▶ [Aim of the exercise]:
Lines that contain the string "ShapeId" are the ones to list; copy all of them from the records.

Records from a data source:

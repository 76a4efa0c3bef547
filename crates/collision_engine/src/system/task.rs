//! Task identifiers and the table tracking their lifecycle
//!
//! Every submitted command or query gets a [`TaskId`]. A task moves through
//! `Pending` (queued or being processed), `Completed` (result stored, waiting
//! to be claimed) and `Claimed` (result handed out, or discarded).

use std::collections::{BTreeSet, HashMap};
use std::fmt;

use crate::system::result::{QueryResult, ResultKind};

/// Handle correlating a submission with its result
#[derive(Debug, Clone, Copy, PartialEq, Eq, PartialOrd, Ord, Hash, Default)]
pub struct TaskId(u64);

impl TaskId {
    /// "No task", returned when a submission was rejected
    pub const NONE: Self = Self(0);

    /// True for [`TaskId::NONE`]
    pub fn is_none(self) -> bool {
        self == Self::NONE
    }

    /// Raw value, strictly increasing in submission order
    pub fn raw(self) -> u64 {
        self.0
    }
}

impl fmt::Display for TaskId {
    fn fmt(&self, f: &mut fmt::Formatter<'_>) -> fmt::Result {
        write!(f, "task#{}", self.0)
    }
}

/// Lifecycle state of a task
#[derive(Debug, Clone, Copy, PartialEq, Eq, Hash)]
pub enum TaskState {
    /// Submitted, not yet processed
    Pending,
    /// Processed, result waiting to be claimed
    Completed,
    /// Result taken by the caller or reclaimed
    Claimed,
}

#[derive(Debug)]
struct CompletedTask {
    /// `None` for commands
    result: Option<QueryResult>,
    completed_tick: u64,
}

/// Bookkeeping for every task that has not been claimed yet
#[derive(Debug)]
pub(crate) struct TaskTable {
    next_id: u64,
    pending: BTreeSet<TaskId>,
    completed: HashMap<TaskId, CompletedTask>,
}

impl Default for TaskTable {
    fn default() -> Self {
        Self::new()
    }
}

impl TaskTable {
    pub(crate) fn new() -> Self {
        Self {
            next_id: 1,
            pending: BTreeSet::new(),
            completed: HashMap::new(),
        }
    }

    /// Mint the next id and mark it pending
    pub(crate) fn begin(&mut self) -> TaskId {
        let id = TaskId(self.next_id);
        self.next_id += 1;
        self.pending.insert(id);
        id
    }

    /// Most recently minted id, or `NONE` if nothing was ever submitted
    pub(crate) fn last_issued(&self) -> TaskId {
        TaskId(self.next_id - 1)
    }

    pub(crate) fn complete(&mut self, id: TaskId, result: Option<QueryResult>, tick: u64) {
        if self.pending.remove(&id) {
            self.completed.insert(id, CompletedTask { result, completed_tick: tick });
        } else {
            log::warn!("Completed {id} which was not pending");
        }
    }

    /// Take whatever a completed task produced
    pub(crate) fn claim(&mut self, id: TaskId) -> Option<QueryResult> {
        self.completed.remove(&id).and_then(|task| task.result)
    }

    /// Take a completed result only if it is of the requested kind
    pub(crate) fn claim_kind(&mut self, id: TaskId, kind: ResultKind) -> Option<QueryResult> {
        let matches = self
            .completed
            .get(&id)
            .and_then(|task| task.result.as_ref())
            .is_some_and(|result| result.kind() == kind);
        if matches {
            self.claim(id)
        } else {
            None
        }
    }

    pub(crate) fn state(&self, id: TaskId) -> Option<TaskState> {
        if id.is_none() || id.0 >= self.next_id {
            None
        } else if self.pending.contains(&id) {
            Some(TaskState::Pending)
        } else if self.completed.contains_key(&id) {
            Some(TaskState::Completed)
        } else {
            Some(TaskState::Claimed)
        }
    }

    /// True once no task up to and including `last` is still pending
    pub(crate) fn is_flushed_through(&self, last: TaskId) -> bool {
        self.pending.first().map_or(true, |&oldest| oldest > last)
    }

    /// Discard results completed more than `horizon` ticks before `tick`
    pub(crate) fn reclaim(&mut self, tick: u64, horizon: u64) -> usize {
        let before = self.completed.len();
        self.completed.retain(|id, task| {
            let keep = tick.saturating_sub(task.completed_tick) <= horizon;
            if !keep {
                log::debug!("Reclaiming unclaimed result of {id} completed at tick {}", task.completed_tick);
            }
            keep
        });
        before - self.completed.len()
    }

    pub(crate) fn pending_count(&self) -> usize {
        self.pending.len()
    }

    pub(crate) fn completed_count(&self) -> usize {
        self.completed.len()
    }

    /// Drop all pending and completed tasks; ids keep increasing
    pub(crate) fn clear(&mut self) {
        self.pending.clear();
        self.completed.clear();
    }
}

#[cfg(test)]
mod tests {
    use super::*;
    use crate::system::result::BoolResult;

    fn bool_result(value: bool) -> Option<QueryResult> {
        Some(QueryResult::Bool(BoolResult { value }))
    }

    #[test]
    fn test_ids_increase_and_none_is_reserved() {
        let mut table = TaskTable::new();
        assert!(table.last_issued().is_none());
        let first = table.begin();
        let second = table.begin();
        assert!(!first.is_none());
        assert!(first < second);
        assert_eq!(table.last_issued(), second);
        assert_eq!(table.state(TaskId::NONE), None);
        assert_eq!(table.state(TaskId(99)), None);
    }

    #[test]
    fn test_lifecycle_and_claim_once() {
        let mut table = TaskTable::new();
        let id = table.begin();
        assert_eq!(table.state(id), Some(TaskState::Pending));
        assert!(table.claim(id).is_none());

        table.complete(id, bool_result(true), 1);
        assert_eq!(table.state(id), Some(TaskState::Completed));

        assert_eq!(table.claim(id).map(|r| r.kind()), Some(ResultKind::Bool));
        assert_eq!(table.state(id), Some(TaskState::Claimed));
        assert!(table.claim(id).is_none());
    }

    #[test]
    fn test_claim_kind_leaves_mismatched_result() {
        let mut table = TaskTable::new();
        let id = table.begin();
        table.complete(id, bool_result(false), 1);

        assert!(table.claim_kind(id, ResultKind::Stats).is_none());
        assert_eq!(table.state(id), Some(TaskState::Completed));
        assert!(table.claim_kind(id, ResultKind::Bool).is_some());
    }

    #[test]
    fn test_flush_tracking() {
        let mut table = TaskTable::new();
        let a = table.begin();
        let b = table.begin();
        assert!(!table.is_flushed_through(a));

        table.complete(a, None, 1);
        assert!(table.is_flushed_through(a));
        assert!(!table.is_flushed_through(b));

        let c = table.begin();
        table.complete(b, None, 1);
        assert!(table.is_flushed_through(b));
        assert!(!table.is_flushed_through(c));
        assert_eq!(table.pending_count(), 1);
    }

    #[test]
    fn test_reclaim_after_horizon() {
        let mut table = TaskTable::new();
        let old = table.begin();
        let fresh = table.begin();
        table.complete(old, bool_result(true), 1);
        table.complete(fresh, bool_result(true), 5);

        assert_eq!(table.reclaim(4, 3), 0);
        assert_eq!(table.reclaim(5, 3), 1);
        assert_eq!(table.state(old), Some(TaskState::Claimed));
        assert_eq!(table.state(fresh), Some(TaskState::Completed));
        assert_eq!(table.completed_count(), 1);
    }
}
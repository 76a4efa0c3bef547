//! Error types and the injected error accumulator
//!
//! API-level failures are returned as [`CollisionError`]. Failures that happen
//! on the worker thread have no caller to return to, so they are recorded in
//! an [`ErrorLog`] handed to the system at construction.

use std::sync::{Arc, Mutex, PoisonError};

use crate::collision::{ShapeId, ShapeValidationError};
use crate::config::ConfigError;
use crate::system::dump::DumpError;

/// Errors returned by the collision system API
#[derive(thiserror::Error, Debug)]
pub enum CollisionError {
    /// The worker has not been started
    #[error("collision system is not initialized")]
    NotInitialized,

    /// `initialize` was called on a running system
    #[error("collision system is already initialized")]
    AlreadyInitialized,

    /// A shape failed validation
    #[error("invalid shape: {0}")]
    InvalidShape(#[from] ShapeValidationError),

    /// Add flags contained unknown bits
    #[error("invalid add flags: {0:#x}")]
    InvalidAddFlags(u32),

    /// The world bound is inverted or not finite
    #[error("invalid world bounds")]
    InvalidWorldBounds,

    /// No live shape has this handle
    #[error("unknown shape {0}")]
    UnknownShape(ShapeId),

    /// The worker thread could not be started
    #[error("failed to spawn collision worker: {0}")]
    WorkerSpawn(std::io::Error),

    /// The configuration was rejected
    #[error("invalid configuration: {0}")]
    Config(#[from] ConfigError),

    /// Dump or restore failed
    #[error("dump error: {0}")]
    Dump(#[from] DumpError),
}

/// Shared, thread-safe list of error messages
///
/// Cloning yields another handle to the same list. Every recorded message is
/// also emitted through `log::error!`.
#[derive(Debug, Clone, Default)]
pub struct ErrorLog {
    messages: Arc<Mutex<Vec<String>>>,
}

impl ErrorLog {
    /// Create an empty log
    pub fn new() -> Self {
        Self::default()
    }

    /// Record a message
    pub fn add_error_message(&self, message: impl Into<String>) {
        let message = message.into();
        log::error!("{message}");
        self.lock().push(message);
    }

    /// Record any displayable error
    pub fn record(&self, error: &dyn std::error::Error) {
        self.add_error_message(error.to_string());
    }

    /// Number of recorded messages
    pub fn count(&self) -> usize {
        self.lock().len()
    }

    /// True if nothing has been recorded
    pub fn is_empty(&self) -> bool {
        self.lock().is_empty()
    }

    /// Copy of every recorded message, oldest first
    pub fn all_error_messages(&self) -> Vec<String> {
        self.lock().clone()
    }

    /// Most recent message
    pub fn last_error_message(&self) -> Option<String> {
        self.lock().last().cloned()
    }

    /// Forget every recorded message
    pub fn clear(&self) {
        self.lock().clear();
    }

    fn lock(&self) -> std::sync::MutexGuard<'_, Vec<String>> {
        self.messages.lock().unwrap_or_else(PoisonError::into_inner)
    }
}

#[cfg(test)]
mod tests {
    use super::*;

    #[test]
    fn test_error_log_is_shared_between_clones() {
        let log = ErrorLog::new();
        let other = log.clone();

        other.add_error_message("first");
        log.record(&CollisionError::NotInitialized);

        assert_eq!(log.count(), 2);
        assert_eq!(
            other.all_error_messages(),
            vec!["first".to_string(), "collision system is not initialized".to_string()]
        );
        assert_eq!(log.last_error_message().as_deref(), Some("collision system is not initialized"));

        log.clear();
        assert!(other.is_empty());
    }

    #[test]
    fn test_error_log_across_threads() {
        let log = ErrorLog::new();
        let handles: Vec<_> = (0..4)
            .map(|i| {
                let log = log.clone();
                std::thread::spawn(move || log.add_error_message(format!("thread {i}")))
            })
            .collect();
        for handle in handles {
            handle.join().expect("thread panicked");
        }
        assert_eq!(log.count(), 4);
    }

    #[test]
    fn test_error_display() {
        assert_eq!(CollisionError::InvalidAddFlags(0x10).to_string(), "invalid add flags: 0x10");
        assert_eq!(
            CollisionError::UnknownShape(ShapeId::none()).to_string(),
            "unknown shape shape#none"
        );
    }
}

▶ [Result]:
use crate::collision::{ShapeId, ShapeValidationError};
    UnknownShape(ShapeId),
            CollisionError::UnknownShape(ShapeId::none()).to_string(),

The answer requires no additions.